### INPUT DATA
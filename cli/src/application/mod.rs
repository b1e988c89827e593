//! Application layer: port trait definitions and use-case orchestration.
//!
//! This module depends only on `crate::domain`, never on `crate::infra`,
//! `crate::commands`, or `crate::output`.

pub mod ports;
pub mod services;

pub use ports::{CommandRunner, LocalFs, ProgressReporter, Prompter, SettingsStore};
//! Port trait definitions for the Application layer.
//!
//! Ports are the interfaces (contracts) that infrastructure must fulfill.
//! This file imports only from `crate::domain`, never from `crate::infra`,
//! `crate::commands`, or `crate::output`.

use std::path::{Path, PathBuf};
use std::process::Output;
use std::time::Duration;

use anyhow::Result;

use crate::domain::profile::Secret;
use crate::domain::settings::Settings;

// ── Command Runner Port ───────────────────────────────────────────────────────

/// Abstracts process execution so infrastructure can be swapped or mocked.
#[allow(async_fn_in_trait)]
pub trait CommandRunner {
    /// Run a program and capture its output.
    ///
    /// Implementations should delegate to `run_with_timeout` using the
    /// instance's configured default timeout.
    async fn run(&self, program: &str, args: &[&str]) -> Result<Output>;
    /// Run a program with a custom timeout override.
    ///
    /// # Errors
    ///
    /// Returns an error if the process cannot be spawned or exceeds `timeout`.
    /// On timeout, the child process must be killed (not left orphaned).
    async fn run_with_timeout(
        &self,
        program: &str,
        args: &[&str],
        timeout: Duration,
    ) -> Result<Output>;
    /// Run a program with stdin piped from `stdin`.
    async fn run_with_stdin(&self, program: &str, args: &[&str], stdin: &[u8]) -> Result<Output>;
}

// ── Progress Reporting Port ───────────────────────────────────────────────────

/// Abstracts progress reporting so services can emit events without
/// depending on the Presentation layer. Sync trait, no async needed.
pub trait ProgressReporter {
    /// Emit an in-progress step message.
    fn step(&self, message: &str);
    /// Start a long-running step; the next `success` or `warn` ends it.
    fn begin(&self, message: &str) {
        self.step(message);
    }
    /// Emit a success message.
    fn success(&self, message: &str);
    /// Emit a warning message.
    fn warn(&self, message: &str);
}

// ── Operator Input Port ───────────────────────────────────────────────────────

/// Blocking reads from the controlling terminal.
pub trait Prompter {
    /// Masked input, retried until non-empty. The value is never echoed.
    fn secret(&self, prompt: &str) -> Result<Secret>;
    /// Free text; returns `default` when the input is empty and one exists.
    fn text(&self, prompt: &str, default: Option<&str>) -> Result<String>;
    /// `y`/`yes` (any case) is true, anything else false. No retry.
    fn confirm(&self, prompt: &str) -> Result<bool>;
    /// Menu selection; returns the chosen index into `items`.
    fn select(&self, prompt: &str, items: &[&str]) -> Result<usize>;
}

// ── Filesystem Port ───────────────────────────────────────────────────────────

/// Abstracts the user-owned part of the local filesystem.
pub trait LocalFs {
    fn exists(&self, path: &Path) -> bool;
    fn create_dir_all(&self, path: &Path) -> Result<()>;
    /// `Ok(None)` when the file does not exist.
    fn read_to_string(&self, path: &Path) -> Result<Option<String>>;
    fn write(&self, path: &Path, content: &str) -> Result<()>;
    /// Replace `path` with a file that never carries wider permissions than
    /// `mode`, including while it is being written.
    fn write_private(&self, path: &Path, content: &str, mode: u32) -> Result<()>;
    fn set_permissions(&self, path: &Path, mode: u32) -> Result<()>;
}

// ── Settings Port ─────────────────────────────────────────────────────────────

/// Loads orchestrator settings.
pub trait SettingsStore {
    /// Load settings, falling back to defaults when no file exists.
    fn load(&self) -> Result<Settings>;
    /// Path the settings are read from.
    fn path(&self) -> Result<PathBuf>;
}
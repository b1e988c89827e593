//! Shared test helpers: output constructors and hand-written port mocks.

#![allow(dead_code)]

use std::collections::VecDeque;
use std::path::Path;
use std::process::{ExitStatus, Output};
use std::sync::Mutex;
use std::time::Duration;

use anyhow::Result;
use piclaw::application::ports::{CommandRunner, ProgressReporter, Prompter};
use piclaw::domain::input::{parse_confirmation, resolve_text};
use piclaw::domain::layout::InstallLayout;
use piclaw::domain::profile::Secret;
use piclaw::domain::settings::Settings;

// ── Cross-platform ExitStatus construction ───────────────────────────────────

/// Build an `ExitStatus` from a logical exit code (0 = success, non-zero = failure).
///
/// On Unix the raw wait-status encodes the exit code in bits 8–15, so we shift.
#[cfg(unix)]
pub fn exit_status(code: i32) -> ExitStatus {
    use std::os::unix::process::ExitStatusExt;
    ExitStatus::from_raw(code << 8)
}

// ── Output constructors ──────────────────────────────────────────────────────

pub fn ok_output(stdout: &[u8]) -> Output {
    Output {
        status: exit_status(0),
        stdout: stdout.to_vec(),
        stderr: Vec::new(),
    }
}

pub fn err_output(code: i32, stderr: &[u8]) -> Output {
    Output {
        status: exit_status(code),
        stdout: Vec::new(),
        stderr: stderr.to_vec(),
    }
}

// ── Recording command runner ─────────────────────────────────────────────────

/// One recorded invocation: the joined command line and any stdin.
#[derive(Debug, Clone)]
pub struct Call {
    pub line: String,
    pub stdin: Option<String>,
}

/// `CommandRunner` that answers from exact command-line rules and records
/// every call. Unknown commands succeed with empty output.
#[derive(Default)]
pub struct RecordingRunner {
    rules: Vec<(String, std::result::Result<Output, String>)>,
    /// Consumed on first match, before `rules` are consulted.
    one_shot: Mutex<Vec<(String, Output)>>,
    calls: Mutex<Vec<Call>>,
}

impl RecordingRunner {
    pub fn new() -> Self {
        Self::default()
    }

    /// Answer `line` with `output`. Later rules for the same line win.
    pub fn on(mut self, line: &str, output: Output) -> Self {
        self.rules.insert(0, (line.to_string(), Ok(output)));
        self
    }

    /// Answer the next run of `line` with `output`; later runs fall through
    /// to the regular rules. Queued answers are used in insertion order.
    pub fn once(self, line: &str, output: Output) -> Self {
        self.one_shot
            .lock()
            .expect("lock")
            .push((line.to_string(), output));
        self
    }

    /// Make `line` fail to run at all.
    pub fn fail(mut self, line: &str, message: &str) -> Self {
        self.rules.insert(0, (line.to_string(), Err(message.to_string())));
        self
    }

    /// Make `command -v <binary>` resolve to `path`.
    pub fn on_path(self, binary: &str, path: &str) -> Self {
        let line = which_line(binary);
        self.on(&line, ok_output(format!("{path}\n").as_bytes()))
    }

    pub fn calls(&self) -> Vec<Call> {
        self.calls.lock().expect("lock").clone()
    }

    pub fn lines(&self) -> Vec<String> {
        self.calls().into_iter().map(|c| c.line).collect()
    }

    pub fn ran(&self, line: &str) -> bool {
        self.lines().iter().any(|l| l == line)
    }

    fn answer(&self, program: &str, args: &[&str], stdin: Option<&[u8]>) -> Result<Output> {
        let mut line = program.to_string();
        for arg in args {
            line.push(' ');
            line.push_str(arg);
        }
        self.calls.lock().expect("lock").push(Call {
            line: line.clone(),
            stdin: stdin.map(|b| String::from_utf8_lossy(b).into_owned()),
        });
        {
            let mut one_shot = self.one_shot.lock().expect("lock");
            if let Some(pos) = one_shot.iter().position(|(l, _)| *l == line) {
                return Ok(one_shot.remove(pos).1);
            }
        }
        match self.rules.iter().find(|(l, _)| *l == line) {
            Some((_, Ok(output))) => Ok(output.clone()),
            Some((_, Err(message))) => anyhow::bail!("{message}"),
            None => Ok(ok_output(b"")),
        }
    }
}

/// The command line `which` runs for `binary`.
pub fn which_line(binary: &str) -> String {
    format!("sh -c command -v \"$1\" sh {binary}")
}

impl CommandRunner for RecordingRunner {
    async fn run(&self, program: &str, args: &[&str]) -> Result<Output> {
        self.answer(program, args, None)
    }

    async fn run_with_timeout(
        &self,
        program: &str,
        args: &[&str],
        _timeout: Duration,
    ) -> Result<Output> {
        self.answer(program, args, None)
    }

    async fn run_with_stdin(&self, program: &str, args: &[&str], stdin: &[u8]) -> Result<Output> {
        self.answer(program, args, Some(stdin))
    }
}

/// A healthy aarch64 host for user `pi` with every prerequisite installed.
pub fn pi_host() -> RecordingRunner {
    RecordingRunner::new()
        .on("id -u", ok_output(b"1000\n"))
        .on("id -un", ok_output(b"pi\n"))
        .on("id -gn", ok_output(b"pi\n"))
        .on("uname -m", ok_output(b"aarch64\n"))
        .on_path("git", "/usr/bin/git")
        .on_path("curl", "/usr/bin/curl")
        .on_path("chromium", "/usr/bin/chromium")
        .on_path("openclaw", "/usr/bin/openclaw")
        .on("node --version", ok_output(b"v22.11.0\n"))
}

// ── Scripted prompter ────────────────────────────────────────────────────────

/// One scripted operator answer.
#[derive(Debug, Clone)]
pub enum Answer {
    /// Raw line typed at a text or confirmation prompt.
    Line(&'static str),
    /// Value typed at a masked prompt.
    Secret(&'static str),
    /// Menu index.
    Choice(usize),
}

/// `Prompter` that replays answers in order and records every prompt.
pub struct ScriptedPrompter {
    answers: Mutex<VecDeque<Answer>>,
    prompts: Mutex<Vec<String>>,
}

impl ScriptedPrompter {
    pub fn new(answers: impl IntoIterator<Item = Answer>) -> Self {
        Self {
            answers: Mutex::new(answers.into_iter().collect()),
            prompts: Mutex::new(Vec::new()),
        }
    }

    pub fn prompts(&self) -> Vec<String> {
        self.prompts.lock().expect("lock").clone()
    }

    pub fn remaining(&self) -> usize {
        self.answers.lock().expect("lock").len()
    }

    fn next(&self, prompt: &str) -> Result<Answer> {
        self.prompts.lock().expect("lock").push(prompt.to_string());
        self.answers
            .lock()
            .expect("lock")
            .pop_front()
            .ok_or_else(|| anyhow::anyhow!("no scripted answer for: {prompt}"))
    }
}

impl Prompter for ScriptedPrompter {
    fn secret(&self, prompt: &str) -> Result<Secret> {
        match self.next(prompt)? {
            Answer::Secret(value) => {
                Secret::new(value).ok_or_else(|| anyhow::anyhow!("empty scripted secret"))
            }
            other => anyhow::bail!("expected a secret for {prompt}, got {other:?}"),
        }
    }

    fn text(&self, prompt: &str, default: Option<&str>) -> Result<String> {
        match self.next(prompt)? {
            Answer::Line(raw) => Ok(resolve_text(raw, default)),
            other => anyhow::bail!("expected a line for {prompt}, got {other:?}"),
        }
    }

    fn confirm(&self, prompt: &str) -> Result<bool> {
        match self.next(prompt)? {
            Answer::Line(raw) => Ok(parse_confirmation(raw)),
            other => anyhow::bail!("expected a line for {prompt}, got {other:?}"),
        }
    }

    fn select(&self, prompt: &str, items: &[&str]) -> Result<usize> {
        match self.next(prompt)? {
            Answer::Choice(index) if index < items.len() => Ok(index),
            other => anyhow::bail!("expected a choice for {prompt}, got {other:?}"),
        }
    }
}

// ── Reporters ────────────────────────────────────────────────────────────────

pub struct NoopReporter;

impl ProgressReporter for NoopReporter {
    fn step(&self, _: &str) {}
    fn success(&self, _: &str) {}
    fn warn(&self, _: &str) {}
}

/// Keeps every event for assertions, tagged `begin:`, `step:`, `ok:` or `warn:`.
#[derive(Default)]
pub struct RecordingReporter {
    events: Mutex<Vec<String>>,
}

impl RecordingReporter {
    pub fn events(&self) -> Vec<String> {
        self.events.lock().expect("lock").clone()
    }

    pub fn warnings(&self) -> Vec<String> {
        self.events()
            .into_iter()
            .filter_map(|e| e.strip_prefix("warn:").map(str::to_string))
            .collect()
    }

    fn record(&self, tag: &str, message: &str) {
        self.events
            .lock()
            .expect("lock")
            .push(format!("{tag}:{message}"));
    }
}

impl ProgressReporter for RecordingReporter {
    fn step(&self, message: &str) {
        self.record("step", message);
    }
    fn begin(&self, message: &str) {
        self.record("begin", message);
    }
    fn success(&self, message: &str) {
        self.record("ok", message);
    }
    fn warn(&self, message: &str) {
        self.record("warn", message);
    }
}

// ── Layout ───────────────────────────────────────────────────────────────────

pub fn layout_in(home: &Path) -> InstallLayout {
    InstallLayout::new(home, &Settings::default())
}
//! Unit test harness for piclaw application services.
//!
//! Services are exercised through hand-written port mocks from `helpers`;
//! filesystem effects land in temporary directories.

mod helpers;
mod interview_service;
mod registrar_service;
mod sequencer_service;
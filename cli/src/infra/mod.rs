//! Infrastructure layer: concrete implementations of application port traits.
//!
//! This module contains all I/O-performing code: process execution, filesystem
//! access, terminal prompts, settings loading, and embedded assets.
//!
//! Imports from `crate::domain` and `crate::application::ports` are allowed.
//! Imports from `crate::commands` or `crate::output` are forbidden.

pub mod assets;
pub mod command_runner;
pub mod fs;
pub mod prompt;
pub mod settings;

### EXERCISE DETAILS
Look over the listing above and copy each line that contains "user".

### EXERCISE RESPONSE
/// Abstracts the user-owned part of the local filesystem.
/// A healthy aarch64 host for user `pi` with every prerequisite installed.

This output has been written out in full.